Version 3.2.1 of Suricata has been released. Suricata is an open source network intrusion detection system (IDS), intrusion prevention system (IPS), and network security monitoring engine. It can be used to monitor network traffic and alert a system administrator if anything suspicious is detected. The Open Information Security Foundation is coordinating the development, with help from the community and various manufacturers. The with it on json Based logging system Eve collected data can be done with, among other things, log stash are used to display information graphically again at to give. The following improvements have been made in this release:

Suricata 3.2.1 available!
This release features a large number of improvements and fixes over the 3.2 release.

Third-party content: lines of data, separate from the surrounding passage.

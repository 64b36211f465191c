//! Value validation and coercion (v0.1)
//!
//! A resolved value is checked against an optional [`ValidationSpec`]:
//! type first, then constraints (bounds, length, pattern, allowed values,
//! item counts). Failures are routed through a single [`OnError`] policy;
//! there is no per-constraint override.

use regex::Regex;
use serde_json::Value;
use std::fmt;
use std::str::FromStr;

use crate::value::{self, as_f64, strict_eq};

/// Expected runtime type of a resolved value
#[derive(Debug, Clone, Copy, PartialEq, Eq, Default)]
pub enum ValueType {
    String,
    Integer,
    /// Any JSON number; integers are accepted as floats
    Float,
    Boolean,
    List,
    Mapping,
    #[default]
    Any,
}

impl ValueType {
    pub fn matches(&self, value: &Value) -> bool {
        match self {
            ValueType::String => value.is_string(),
            ValueType::Integer => value::is_integer(value),
            ValueType::Float => value.is_number(),
            ValueType::Boolean => value.is_boolean(),
            ValueType::List => value.is_array(),
            ValueType::Mapping => value.is_object(),
            ValueType::Any => true,
        }
    }

    pub fn as_str(&self) -> &'static str {
        match self {
            ValueType::String => "str",
            ValueType::Integer => "int",
            ValueType::Float => "float",
            ValueType::Boolean => "bool",
            ValueType::List => "list",
            ValueType::Mapping => "dict",
            ValueType::Any => "any",
        }
    }
}

impl FromStr for ValueType {
    type Err = String;

    fn from_str(s: &str) -> Result<Self, Self::Err> {
        match s {
            "str" | "string" => Ok(ValueType::String),
            "int" | "integer" => Ok(ValueType::Integer),
            "float" | "number" => Ok(ValueType::Float),
            "bool" | "boolean" => Ok(ValueType::Boolean),
            "list" | "array" => Ok(ValueType::List),
            "dict" | "mapping" | "object" => Ok(ValueType::Mapping),
            "any" => Ok(ValueType::Any),
            other => Err(other.to_string()),
        }
    }
}

impl fmt::Display for ValueType {
    fn fmt(&self, f: &mut fmt::Formatter<'_>) -> fmt::Result {
        f.write_str(self.as_str())
    }
}

/// Recovery policy applied when validation fails
#[derive(Debug, Clone, Copy, PartialEq, Eq, Default)]
pub enum OnError {
    #[default]
    UseDefault,
    Raise,
    Skip,
    Coerce,
}

impl FromStr for OnError {
    type Err = String;

    fn from_str(s: &str) -> Result<Self, Self::Err> {
        match s {
            "use_default" => Ok(OnError::UseDefault),
            "raise" => Ok(OnError::Raise),
            "skip" => Ok(OnError::Skip),
            "coerce" => Ok(OnError::Coerce),
            other => Err(other.to_string()),
        }
    }
}

/// Type and constraint rules for one input
#[derive(Debug, Clone, Default)]
pub struct ValidationSpec {
    pub expected_type: ValueType,
    pub min_value: Option<f64>,
    pub max_value: Option<f64>,
    pub min_length: Option<usize>,
    pub max_length: Option<usize>,
    pub pattern: Option<Regex>,
    pub allowed_values: Option<Vec<Value>>,
    pub min_items: Option<usize>,
    pub max_items: Option<usize>,
    pub on_error: OnError,
}

/// Result of validating one value
#[derive(Debug, Clone, PartialEq)]
pub enum Outcome {
    /// Value passed as-is
    Accept(Value),
    /// Value was converted to the expected type and then passed
    Coerced(Value),
    /// Caller must substitute the configured default
    UseDefault,
    /// Field is absent for this render
    Skip,
    /// Hard failure (`on_error = raise`)
    Fail(String),
}
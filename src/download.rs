use crate::config::ModelSource;
use anyhow::{anyhow, Context};
use std::{
    path::{Path, PathBuf},
    time::Duration,
};
use tokio::{
    fs::{self, File},
    io::AsyncWriteExt,
    time::timeout,
};
use tracing::{info, warn};

const CONNECT_TIMEOUT: Duration = Duration::from_secs(30);
/// Longest wait for response headers or for the next body chunk.
const STALL_TIMEOUT: Duration = Duration::from_secs(60);

/// Local cache of model artifacts fetched from a model hub.
pub struct ArtifactStore {
    client: reqwest::Client,
    hub_url: String,
    cache_dir: PathBuf,
    stall_timeout: Duration,
}

impl ArtifactStore {
    pub fn new(hub_url: impl Into<String>, cache_dir: impl Into<PathBuf>) -> anyhow::Result<Self> {
        Self::with_timeouts(hub_url, cache_dir, CONNECT_TIMEOUT, STALL_TIMEOUT)
    }

    /// A whole-request timeout would cut off large weight files on slow links, so
    /// only connecting and each wait for data are bounded.
    pub fn with_timeouts(
        hub_url: impl Into<String>,
        cache_dir: impl Into<PathBuf>,
        connect_timeout: Duration,
        stall_timeout: Duration,
    ) -> anyhow::Result<Self> {
        let client = reqwest::Client::builder()
            .connect_timeout(connect_timeout)
            .build()
            .context("failed to build http client")?;
        Ok(Self {
            client,
            hub_url: hub_url.into(),
            cache_dir: cache_dir.into(),
            stall_timeout,
        })
    }

    pub fn local_path(&self, source: &ModelSource, file: &str) -> PathBuf {
        self.cache_dir.join(&source.repo).join(file)
    }

    pub fn remote_url(&self, source: &ModelSource, file: &str) -> String {
        format!(
            "{}/{}/resolve/{}/{}",
            self.hub_url, source.repo, source.revision, file
        )
    }

    pub async fn download_if_not_exists(
        &self,
        source: &ModelSource,
        file: &str,
    ) -> anyhow::Result<PathBuf> {
        let file_path = self.local_path(source, file);
        if file_path.exists() {
            return Ok(file_path);
        }

        let download_url = self.remote_url(source, file);
        info!("downloading {}", download_url);

        let response = timeout(self.stall_timeout, self.client.get(&download_url).send())
            .await
            .map_err(|_| anyhow!("no response from {download_url}"))??
            .error_for_status()
            .with_context(|| format!("failed to fetch {download_url}"))?;

        if let Some(parent_dir) = file_path.parent() {
            fs::create_dir_all(parent_dir).await?;
        }

        // stream into a sibling so an interrupted download is never picked up as complete
        let temp_download_path = partial_path(&file_path);
        if let Err(e) = self.stream_to(response, &temp_download_path).await {
            if let Err(remove_err) = fs::remove_file(&temp_download_path).await {
                warn!("failed to remove {:?}: {}", temp_download_path, remove_err);
            }
            return Err(e.context(format!("failed to download {download_url}")));
        }
        fs::rename(&temp_download_path, &file_path).await?;

        info!("file {:?} downloaded", file_path);

        Ok(file_path)
    }

    async fn stream_to(&self, mut response: reqwest::Response, path: &Path) -> anyhow::Result<()> {
        let mut file = File::create(path).await?;
        while let Some(chunk) = timeout(self.stall_timeout, response.chunk())
            .await
            .map_err(|_| anyhow!("download stalled for {:?}", self.stall_timeout))??
        {
            file.write_all(&chunk).await?;
        }
        file.flush().await?;
        Ok(())
    }
}

fn partial_path(path: &Path) -> PathBuf {
    let mut name = path.file_name().unwrap_or_default().to_os_string();
    name.push(".part");
    path.with_file_name(name)
}
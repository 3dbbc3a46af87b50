use crate::captioner::CaptionError;
use axum::{
    extract::multipart::{MultipartError, MultipartRejection},
    http::StatusCode,
    response::{IntoResponse, Response},
    Json,
};
use serde_json::json;
use thiserror::Error;
use tracing::error;

#[derive(Debug, Error)]
pub enum ApiError {
    #[error("{0}")]
    BadRequest(String),
    #[error("Models are not loaded")]
    ModelsNotLoaded,
    #[error("File too large. Maximum size is 10MB")]
    PayloadTooLarge,
    #[error(transparent)]
    Caption(#[from] CaptionError),
    #[error("Internal server error")]
    Internal(#[source] anyhow::Error),
}

impl ApiError {
    pub fn bad_request(message: impl Into<String>) -> Self {
        Self::BadRequest(message.into())
    }

    pub fn internal(err: impl Into<anyhow::Error>) -> Self {
        Self::Internal(err.into())
    }

    pub fn status(&self) -> StatusCode {
        match self {
            Self::BadRequest(_) => StatusCode::BAD_REQUEST,
            Self::ModelsNotLoaded => StatusCode::SERVICE_UNAVAILABLE,
            Self::PayloadTooLarge => StatusCode::PAYLOAD_TOO_LARGE,
            Self::Caption(_) | Self::Internal(_) => StatusCode::INTERNAL_SERVER_ERROR,
        }
    }
}

impl IntoResponse for ApiError {
    fn into_response(self) -> Response {
        match &self {
            Self::Internal(e) => error!("internal error: {:#}", e),
            Self::Caption(e) => error!("caption error: {}", e),
            _ => {}
        }
        (self.status(), Json(json!({ "error": self.to_string() }))).into_response()
    }
}

impl From<MultipartError> for ApiError {
    fn from(e: MultipartError) -> Self {
        if e.status() == StatusCode::PAYLOAD_TOO_LARGE {
            Self::PayloadTooLarge
        } else {
            Self::BadRequest(e.body_text())
        }
    }
}

impl From<MultipartRejection> for ApiError {
    fn from(rejection: MultipartRejection) -> Self {
        Self::BadRequest(rejection.body_text())
    }
}
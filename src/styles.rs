use serde::{Deserialize, Serialize};
use std::{fmt, str::FromStr};

/// Caption styles. Each one primes the language model with its own seed phrase.
#[derive(Debug, Clone, Copy, Default, PartialEq, Eq, Hash, Serialize, Deserialize)]
#[serde(rename_all = "lowercase")]
pub enum Style {
    #[default]
    Creative,
    Technical,
    Simple,
}

impl Style {
    pub const ALL: [Style; 3] = [Style::Creative, Style::Technical, Style::Simple];

    pub fn id(self) -> &'static str {
        match self {
            Style::Creative => "creative",
            Style::Technical => "technical",
            Style::Simple => "simple",
        }
    }

    pub fn name(self) -> &'static str {
        match self {
            Style::Creative => "Creative",
            Style::Technical => "Technical",
            Style::Simple => "Simple",
        }
    }

    pub fn description(self) -> &'static str {
        match self {
            Style::Creative => "Natural, engaging descriptions",
            Style::Technical => "Detailed, objective descriptions",
            Style::Simple => "Short, straightforward descriptions",
        }
    }

    /// Prompt fed to the language model before decoding.
    pub fn seed_phrase(self) -> &'static str {
        match self {
            Style::Creative => "A beautiful image showing",
            Style::Technical => "This image contains:",
            Style::Simple => "This is",
        }
    }

    /// Lenient lookup used where an unknown style is not an error.
    pub fn parse_or_default(value: &str) -> Self {
        value.parse().unwrap_or_default()
    }
}

impl fmt::Display for Style {
    fn fmt(&self, f: &mut fmt::Formatter<'_>) -> fmt::Result {
        f.write_str(self.id())
    }
}

#[derive(Debug, Clone, PartialEq, Eq, thiserror::Error)]
#[error("unknown caption style: {0}")]
pub struct UnknownStyle(pub String);

impl FromStr for Style {
    type Err = UnknownStyle;

    fn from_str(s: &str) -> Result<Self, Self::Err> {
        Style::ALL
            .into_iter()
            .find(|style| style.id() == s)
            .ok_or_else(|| UnknownStyle(s.to_string()))
    }
}

#[derive(Debug, Clone, Serialize, Deserialize, PartialEq, Eq)]
pub struct StyleInfo {
    pub id: String,
    pub name: String,
    pub description: String,
}

impl From<Style> for StyleInfo {
    fn from(style: Style) -> Self {
        Self {
            id: style.id().to_string(),
            name: style.name().to_string(),
            description: style.description().to_string(),
        }
    }
}

pub fn catalog() -> Vec<StyleInfo> {
    Style::ALL.into_iter().map(StyleInfo::from).collect()
}

#[cfg(test)]
mod tests {
    use super::*;

    #[test]
    fn parses_known_ids_only() {
        assert_eq!("creative".parse::<Style>(), Ok(Style::Creative));
        assert_eq!("technical".parse::<Style>(), Ok(Style::Technical));
        assert_eq!("simple".parse::<Style>(), Ok(Style::Simple));
        assert!("Creative".parse::<Style>().is_err());
        assert!("".parse::<Style>().is_err());
        assert!("poetic".parse::<Style>().is_err());
    }

    #[test]
    fn unknown_style_falls_back_to_creative() {
        assert_eq!(Style::parse_or_default("poetic"), Style::Creative);
        assert_eq!(Style::parse_or_default("simple"), Style::Simple);
    }

    #[test]
    fn catalog_keeps_declaration_order() {
        let ids: Vec<_> = catalog().into_iter().map(|info| info.id).collect();
        assert_eq!(ids, ["creative", "technical", "simple"]);
    }

    #[test]
    fn every_style_has_a_seed_phrase() {
        for style in Style::ALL {
            assert!(!style.seed_phrase().is_empty());
        }
        assert_eq!(Style::Technical.seed_phrase(), "This image contains:");
    }
}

Most importantly it fixes a IPv4 defrag issue that allows evasion of detection and logging.

changes

• Feature #1951: Allow building without libmagic/file
• Feature #1972: SURICATA ICMPv6 unknown type 143 for MLDv2 report
• Feature #2010: Suricata should confirm SSSE3 presence at runtime when built with Hyperscan support
• Bug #467: compilation with unittests & debug validation
• Bug #1780: VLAN tags not forwarded in afpacket inline mode
• Bug #1827: Mpm AC fails to alloc memory
• Bug #1843: Mpm Ac: int overflow during init
• Bug #1887: pcap log sets snaplen to -1
• Bug #1946: can’t get response info in some situation
• Bug #1973: suricata fails to start because of unix socket
• Bug #1975: hostbits/xbits memory leak
• Bug #1982: tls: invalid record event triggers on valid traffic
• Bug #1984: http: protocol detection issue if both sides are malformed
• Bug #1985: pcap log: minor memory leaks
• Bug #1987: log-pcap: pcap files created with invalid snaplen
• Bug #1988: tls_cert_subject bug
• Bug #1989: SMTP protocol detection is case sensitive
• Bug #1991: Suricata cannot parse ports: “![1234, 1235]”
• Bug #1997: tls-store: bug that cause Suricata to crash
• Bug #2001: Handling of unsolicited DNS responses.
• Bug #2003: BUG_ON body sometimes contains side-effectual code
• Bug #2004: Invalid file hash computation when force-hash is used
• Bug #2005: Incoherent sizes between request, capture and http length
• Bug #2007: smb: protocol detection just checks toserver
• Bug #2008: Suricata 3.2, pcap-log no longer works due to timestamp_pattern PCRE
• Bug #2009: Suricata is unable to get offloading settings when run under non-root
• Bug #2012: dns.log does not log unanswered queries
• Bug #2017: EVE Log Missing Fields
• Bug #2019: IPv4 defrag evasion issue
• Bug #2022: dns: out of bound memory read

Logstash Kibana fed with information from Suricata with json output.